Data excerpts
//! Units - immutable stat-block profiles and their per-engagement state
//!
//! A `UnitProfile` is what the parser produces and is never touched by the
//! engine. Each engagement clones profiles into `UnitState`s, which carry
//! casualties and the turn-scoped flags.

pub mod weapon;

pub use weapon::WeaponProfile;

use serde::{Deserialize, Serialize};
use std::fmt;

use crate::core::config::EngagementConfig;

/// Special rules a unit can carry
#[derive(Debug, Clone, PartialEq, Eq, Hash, Serialize, Deserialize)]
pub enum SpecialRule {
    Fast,
    Slow,
    Fearless,
    /// Wounds needed to remove one model
    Tough(u32),
    /// Any rule the engine does not model, kept verbatim
    Other(String),
}

impl SpecialRule {
    /// Interpret a rule token from a stat block
    pub fn from_token(token: &str) -> Self {
        let token = token.trim();
        match token {
            "Fast" => SpecialRule::Fast,
            "Slow" => SpecialRule::Slow,
            "Fearless" => SpecialRule::Fearless,
            _ => token
                .strip_prefix("Tough(")
                .and_then(|rest| rest.strip_suffix(')'))
                .and_then(|n| n.trim().parse().ok())
                .map(SpecialRule::Tough)
                .unwrap_or_else(|| SpecialRule::Other(token.to_string())),
        }
    }
}

impl fmt::Display for SpecialRule {
    fn fmt(&self, f: &mut fmt::Formatter<'_>) -> fmt::Result {
        match self {
            SpecialRule::Fast => write!(f, "Fast"),
            SpecialRule::Slow => write!(f, "Slow"),
            SpecialRule::Fearless => write!(f, "Fearless"),
            SpecialRule::Tough(n) => write!(f, "Tough({})", n),
            SpecialRule::Other(name) => write!(f, "{}", name),
        }
    }
}

/// A unit as described by its stat block
#[derive(Debug, Clone, PartialEq, Eq, Serialize, Deserialize)]
pub struct UnitProfile {
    pub name: String,
    pub models: u32,
    /// To-hit target (lower is better)
    pub quality: u8,
    /// Save target (lower is better)
    pub defense: u8,
    /// Wounds needed to remove one model
    pub toughness: u32,
    #[serde(default)]
    pub points: Option<u32>,
    #[serde(default)]
    pub rules: Vec<SpecialRule>,
    #[serde(default)]
    pub weapons: Vec<WeaponProfile>,
}

impl UnitProfile {
    pub fn new(name: impl Into<String>, models: u32, quality: u8, defense: u8) -> Self {
        Self {
            name: name.into(),
            models,
            quality,
            defense,
            toughness: 1,
            points: None,
            rules: Vec::new(),
            weapons: Vec::new(),
        }
    }

    pub fn with_weapon(mut self, weapon: WeaponProfile) -> Self {
        self.weapons.push(weapon);
        self
    }

    /// Add a rule; `Tough(n)` also sets toughness
    pub fn with_rule(mut self, rule: SpecialRule) -> Self {
        if let SpecialRule::Tough(n) = rule {
            self.toughness = n.max(1);
        }
        self.rules.push(rule);
        self
    }

    pub fn has_rule(&self, rule: &SpecialRule) -> bool {
        self.rules.contains(rule)
    }

    /// (advance, charge) allowances in inches
    pub fn movement(&self, config: &EngagementConfig) -> (u32, u32) {
        let mut advance = config.advance_range;
        let mut charge = config.charge_range;
        if self.has_rule(&SpecialRule::Fast) {
            advance = advance.saturating_add(config.fast_bonus);
            charge = charge.saturating_add(config.fast_bonus.saturating_mul(2));
        }
        if self.has_rule(&SpecialRule::Slow) {
            advance = advance.saturating_sub(config.slow_penalty);
            charge = charge.saturating_sub(config.slow_penalty.saturating_mul(2));
        }
        (advance, charge)
    }
}

/// Mutable combat copy of a unit for one engagement
#[derive(Debug, Clone, PartialEq, Eq, Serialize, Deserialize)]
pub struct UnitState {
    pub name: String,
    pub models: u32,
    /// Model count at engagement start; reference for the half-strength test
    original_models: u32,
    pub quality: u8,
    pub defense: u8,
    pub toughness: u32,
    pub rules: Vec<SpecialRule>,
    pub weapons: Vec<WeaponProfile>,
    pub advance_range: u32,
    pub charge_range: u32,
    /// Skips its next action, then recovers
    pub shaken: bool,
    /// Already fought in melee this turn (fatigued)
    pub fought_this_turn: bool,
}

impl UnitState {
    /// Clone a profile into fresh combat state
    pub fn from_profile(profile: &UnitProfile, config: &EngagementConfig) -> Self {
        let (advance_range, charge_range) = profile.movement(config);
        Self {
            name: profile.name.clone(),
            models: profile.models,
            original_models: profile.models,
            quality: profile.quality,
            defense: profile.defense,
            toughness: profile.toughness.max(1),
            rules: profile.rules.clone(),
            weapons: profile.weapons.clone(),
            advance_range,
            charge_range,
            shaken: false,
            fought_this_turn: false,
        }
    }

    pub fn original_models(&self) -> u32 {
        self.original_models
    }

    pub fn is_destroyed(&self) -> bool {
        self.models == 0
    }

    pub fn has_rule(&self, rule: &SpecialRule) -> bool {
        self.rules.contains(rule)
    }

    /// At or above half of the starting model count
    pub fn at_half_strength_or_more(&self) -> bool {
        self.models * 2 >= self.original_models
    }

    /// First melee weapon, or the baseline hand weapon if there is none
    pub fn melee_weapon(&self) -> WeaponProfile {
        self.weapons
            .iter()
            .find(|w| w.is_melee())
            .cloned()
            .unwrap_or_else(|| WeaponProfile::default_melee(self.original_models))
    }

    pub fn ranged_weapons(&self) -> impl Iterator<Item = &WeaponProfile> {
        self.weapons.iter().filter(|w| w.is_ranged())
    }

    /// Longest-range weapon that can reach `distance`
    pub fn best_weapon_for(&self, distance: u32) -> Option<&WeaponProfile> {
        self.ranged_weapons()
            .filter(|w| w.reaches(distance))
            .max_by_key(|w| w.range)
    }

    /// Convert wounds into removed models; returns models killed
    pub fn apply_wounds(&mut self, wounds: u32) -> u32 {
        let killed = (wounds / self.toughness).min(self.models);
        self.models -= killed;
        killed
    }

    /// Remove every remaining model
    pub fn destroy(&mut self) -> u32 {
        std::mem::take(&mut self.models)
    }
}
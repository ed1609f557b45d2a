//! Validation metrics for overlapping, non-exhaustive clusterings.
//!
//! All metrics take **indicator matrices** (`Array2<u8>`, rows = objects,
//! columns = clusters or labels, `1` = member), so an object may belong to
//! several clusters or to none.
//!
//! | Metric | Range | Best | Needs truth |
//! |--------|-------|------|-------------|
//! | [`silhouette`] | [-1, 1] | 1 | no |
//! | [`purity`] | [0, 1] | 1 | yes |
//! | [`f1`] | [0, 1] | 1 | yes |
//!
//! Mismatched shapes or empty input give `0.0`.
//!
//! # Example
//!
//! ```rust
//! use ndarray::array;
//! use neokmedoids::metrics::{f1, purity};
//!
//! let truth = array![[1u8, 0], [1, 0], [0, 1], [0, 1]];
//! let pred = array![[0u8, 1], [0, 1], [1, 0], [1, 0]];
//!
//! assert!((purity(&truth, &pred) - 1.0).abs() < 1e-12);
//! assert!((f1(&truth, &pred) - 1.0).abs() < 1e-12);
//! ```

use ndarray::{Array1, Array2, ArrayView2, AsArray, Axis, Ix2};

fn to_f64(m: &Array2<u8>) -> Array2<f64> {
    m.mapv(f64::from)
}

/// Label × cluster counts: entry `[l, c]` is the number of objects carrying
/// label `l` and assigned to cluster `c`.
fn contingency(truth: &Array2<u8>, pred: &Array2<u8>) -> Array2<f64> {
    to_f64(truth).t().dot(&to_f64(pred))
}

/// Mean silhouette over overlapping clusters.
///
/// For object `i` in cluster `c`:
///
/// ```text
/// a(i, c) = Σ_{j ∈ c} d(i, j) / (|c| - 1)
/// b(i)    = min_{c' ∌ i} Σ_{j ∈ c'} d(i, j) / |c'|
/// s(i, c) = (b(i) - a(i, c)) / max(a(i, c), b(i))
/// ```
///
/// Zero or undefined `a` and `b` values (singleton clusters, objects
/// belonging to every cluster, coincident points) are skipped. Scores are
/// averaged per cluster, then across clusters with at least one score.
/// Outliers contribute nothing.
///
/// `distances` may be an owned matrix or a view, as for
/// [`NeoKMedoids::cluster`](crate::NeoKMedoids::cluster).
pub fn silhouette<'a, V>(assignment: &Array2<u8>, distances: V) -> f64
where
    V: AsArray<'a, f64, Ix2>,
{
    let distances: ArrayView2<'a, f64> = distances.into();
    let (n, k) = assignment.dim();
    if n == 0 || k == 0 || distances.dim() != (n, n) {
        return 0.0;
    }

    let members = to_f64(assignment);
    let sums = distances.dot(&members);
    let sizes: Array1<f64> = members.sum_axis(Axis(0));

    let nearest_other: Vec<Option<f64>> = (0..n)
        .map(|i| {
            (0..k)
                .filter(|&c| assignment[[i, c]] == 0 && sizes[c] > 0.0)
                .map(|c| sums[[i, c]] / sizes[c])
                .filter(|&b| b != 0.0)
                .min_by(f64::total_cmp)
        })
        .collect();

    let mut cluster_means = Vec::with_capacity(k);
    for c in 0..k {
        if sizes[c] < 2.0 {
            continue;
        }
        let scores: Vec<f64> = (0..n)
            .filter(|&i| assignment[[i, c]] != 0)
            .filter_map(|i| {
                let a = sums[[i, c]] / (sizes[c] - 1.0);
                let b = nearest_other[i]?;
                (a != 0.0).then(|| (b - a) / a.max(b))
            })
            .collect();
        if !scores.is_empty() {
            cluster_means.push(scores.iter().sum::<f64>() / scores.len() as f64);
        }
    }

    if cluster_means.is_empty() {
        return 0.0;
    }
    cluster_means.iter().sum::<f64>() / cluster_means.len() as f64
}

/// Purity of an overlapping clustering.
///
/// Each cluster is credited with its most common true label; purity is
/// the credited count over all predicted assignments:
///
/// ```text
/// purity = Σ_c max_l |c ∩ l| / Σ_c |c|
/// ```
///
/// `truth` is `n × labels`, `pred` is `n × clusters`.
pub fn purity(truth: &Array2<u8>, pred: &Array2<u8>) -> f64 {
    if truth.nrows() != pred.nrows() || truth.is_empty() || pred.is_empty() {
        return 0.0;
    }

    let total: f64 = pred.iter().map(|&a| f64::from(a)).sum();
    if total == 0.0 {
        return 0.0;
    }

    let table = contingency(truth, pred);
    let credited: f64 = table
        .columns()
        .into_iter()
        .map(|col| col.iter().copied().fold(0.0, f64::max))
        .sum();
    credited / total
}

/// Mean best-match F1 over true labels.
///
/// For label `l` and cluster `c`, precision is `|c ∩ l| / |c|` and recall
/// `|c ∩ l| / |l|`. Each label takes the F1 of its best-matching cluster;
/// the result is the mean over labels that have at least one member.
pub fn f1(truth: &Array2<u8>, pred: &Array2<u8>) -> f64 {
    if truth.nrows() != pred.nrows() || truth.is_empty() || pred.is_empty() {
        return 0.0;
    }

    let table = contingency(truth, pred);
    let label_sizes = to_f64(truth).sum_axis(Axis(0));
    let cluster_sizes = to_f64(pred).sum_axis(Axis(0));

    let best: Vec<f64> = table
        .rows()
        .into_iter()
        .zip(label_sizes.iter())
        .filter(|&(_, &size)| size > 0.0)
        .map(|(row, &label_size)| {
            row.iter()
                .zip(cluster_sizes.iter())
                .map(|(&overlap, &cluster_size)| {
                    if overlap == 0.0 || cluster_size == 0.0 {
                        return 0.0;
                    }
                    let precision = overlap / cluster_size;
                    let recall = overlap / label_size;
                    2.0 * precision * recall / (precision + recall)
                })
                .fold(0.0, f64::max)
        })
        .collect();

    if best.is_empty() {
        return 0.0;
    }
    best.iter().sum::<f64>() / best.len() as f64
}
//! Overlapping, non-exhaustive medoid clustering.
//!
//! ## Exhaustive vs Non-exhaustive, Disjoint vs Overlapping
//!
//! Classic k-medoids (PAM and friends) is **exhaustive** and **disjoint**:
//! every object lands in exactly one cluster. Real data rarely cooperates.
//! A document can be about two topics; a sensor reading can be garbage.
//!
//! Neo-k-medoids relaxes both constraints with two fractions:
//!
//! | Parameter | Range | Effect |
//! |-----------|-------|--------|
//! | `beta` | [0, 1] | up to `βn` objects may be left out as outliers |
//! | `alpha` | [-β, k-1] | `αn` extra assignments beyond one per object |
//!
//! | Setting | Result |
//! |---------|--------|
//! | `alpha = 0, beta = 0` | partition (every object in exactly one cluster) |
//! | `alpha = -beta` | partition of the inliers, no overlap |
//! | `alpha > 0` | some objects in several clusters |
//! | `alpha = k-1, beta = 0` | every object in every cluster |
//!
//! ## Why Medoids?
//!
//! Medoids are actual objects, so only a distance matrix is needed: no
//! vector space, no means. Any dissimilarity works (edit distance, DTW,
//! Jaccard, ...), symmetric or not.
//!
//! ## Usage
//!
//! ```rust
//! use neokmedoids::cluster::NeoKMedoids;
//! use neokmedoids::matrix::from_rows;
//!
//! let d = from_rows(&[
//!     vec![0.0, 1.0, 10.0, 10.0],
//!     vec![1.0, 0.0, 10.0, 10.0],
//!     vec![10.0, 10.0, 0.0, 1.0],
//!     vec![10.0, 10.0, 1.0, 0.0],
//! ])
//! .unwrap();
//!
//! let mut solver = NeoKMedoids::new().with_seed(42);
//! // Allow one extra assignment (alpha = 0.25 of 4 objects).
//! let clusters = solver.cluster(&d, 2, 0.25, 0.0).unwrap();
//! assert_eq!(clusters.sum(), 5);
//! ```

mod neo_kmedoids;
mod solution;

pub use neo_kmedoids::{primary_cap, total_cap, NeoKMedoids};
pub use solution::{RestartSummary, Solution};
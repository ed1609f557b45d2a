//! Distance-matrix intake and indicator-matrix helpers.
//!
//! The solver works on `ndarray::Array2<f64>` distance matrices and
//! produces `Array2<u8>` indicator matrices (`1` = member). These helpers
//! convert from plain row vectors and from flat label vectors.

use crate::error::{Error, Result};
use ndarray::{Array2, ArrayView2};

/// Build a distance matrix from rows, rejecting ragged or non-square input.
///
/// ```rust
/// use neokmedoids::matrix::from_rows;
///
/// let d = from_rows(&[vec![0.0, 1.0], vec![1.0, 0.0]]).unwrap();
/// assert_eq!(d.dim(), (2, 2));
///
/// assert!(from_rows(&[vec![0.0, 1.0, 2.0], vec![1.0, 0.0, 3.0]]).is_err());
/// ```
pub fn from_rows(rows: &[Vec<f64>]) -> Result<Array2<f64>> {
    let n = rows.len();
    let mut flat: Vec<f64> = Vec::with_capacity(n * n);
    for row in rows {
        if row.len() != n {
            return Err(Error::NotSquare {
                rows: n,
                cols: row.len(),
            });
        }
        flat.extend(row);
    }
    Array2::from_shape_vec((n, n), flat).map_err(|_| Error::NotSquare { rows: n, cols: n })
}

/// Check that `distances` is square with finite entries; returns `n`.
pub fn validate_distances(distances: ArrayView2<'_, f64>) -> Result<usize> {
    let (rows, cols) = distances.dim();
    if rows != cols {
        return Err(Error::NotSquare { rows, cols });
    }
    if let Some(((row, col), _)) = distances.indexed_iter().find(|(_, d)| !d.is_finite()) {
        return Err(Error::NonFiniteDistance { row, col });
    }
    Ok(rows)
}

/// One-hot encode hard labels into an `n × n_labels` indicator matrix.
///
/// Labels `>= n_labels` (e.g. a noise marker) produce an all-zero row.
pub fn one_hot(labels: &[usize], n_labels: usize) -> Array2<u8> {
    let mut out = Array2::zeros((labels.len(), n_labels));
    for (i, &l) in labels.iter().enumerate() {
        if l < n_labels {
            out[[i, l]] = 1;
        }
    }
    out
}

/// Cluster memberships of each object, read off an indicator matrix.
///
/// An empty vector marks an outlier; more than one entry marks overlap.
pub fn memberships(assignment: &Array2<u8>) -> Vec<Vec<usize>> {
    assignment
        .rows()
        .into_iter()
        .map(|row| {
            row.iter()
                .enumerate()
                .filter(|&(_, &a)| a != 0)
                .map(|(c, _)| c)
                .collect()
        })
        .collect()
}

## ASSIGNMENT:
Lines from the top of the data above through the line with "Save target (lower is better)", both ends included: copy them exactly, nothing more.

## FINISHED EXERCISE:
//! Units - immutable stat-block profiles and their per-engagement state
//!
//! A `UnitProfile` is what the parser produces and is never touched by the
//! engine. Each engagement clones profiles into `UnitState`s, which carry
//! casualties and the turn-scoped flags.

pub mod weapon;

pub use weapon::WeaponProfile;

use serde::{Deserialize, Serialize};
use std::fmt;

use crate::core::config::EngagementConfig;

/// Special rules a unit can carry
#[derive(Debug, Clone, PartialEq, Eq, Hash, Serialize, Deserialize)]
pub enum SpecialRule {
    Fast,
    Slow,
    Fearless,
    /// Wounds needed to remove one model
    Tough(u32),
    /// Any rule the engine does not model, kept verbatim
    Other(String),
}

impl SpecialRule {
    /// Interpret a rule token from a stat block
    pub fn from_token(token: &str) -> Self {
        let token = token.trim();
        match token {
            "Fast" => SpecialRule::Fast,
            "Slow" => SpecialRule::Slow,
            "Fearless" => SpecialRule::Fearless,
            _ => token
                .strip_prefix("Tough(")
                .and_then(|rest| rest.strip_suffix(')'))
                .and_then(|n| n.trim().parse().ok())
                .map(SpecialRule::Tough)
                .unwrap_or_else(|| SpecialRule::Other(token.to_string())),
        }
    }
}

impl fmt::Display for SpecialRule {
    fn fmt(&self, f: &mut fmt::Formatter<'_>) -> fmt::Result {
        match self {
            SpecialRule::Fast => write!(f, "Fast"),
            SpecialRule::Slow => write!(f, "Slow"),
            SpecialRule::Fearless => write!(f, "Fearless"),
            SpecialRule::Tough(n) => write!(f, "Tough({})", n),
            SpecialRule::Other(name) => write!(f, "{}", name),
        }
    }
}

/// A unit as described by its stat block
#[derive(Debug, Clone, PartialEq, Eq, Serialize, Deserialize)]
pub struct UnitProfile {
    pub name: String,
    pub models: u32,
    /// To-hit target (lower is better)
    pub quality: u8,
    /// Save target (lower is better)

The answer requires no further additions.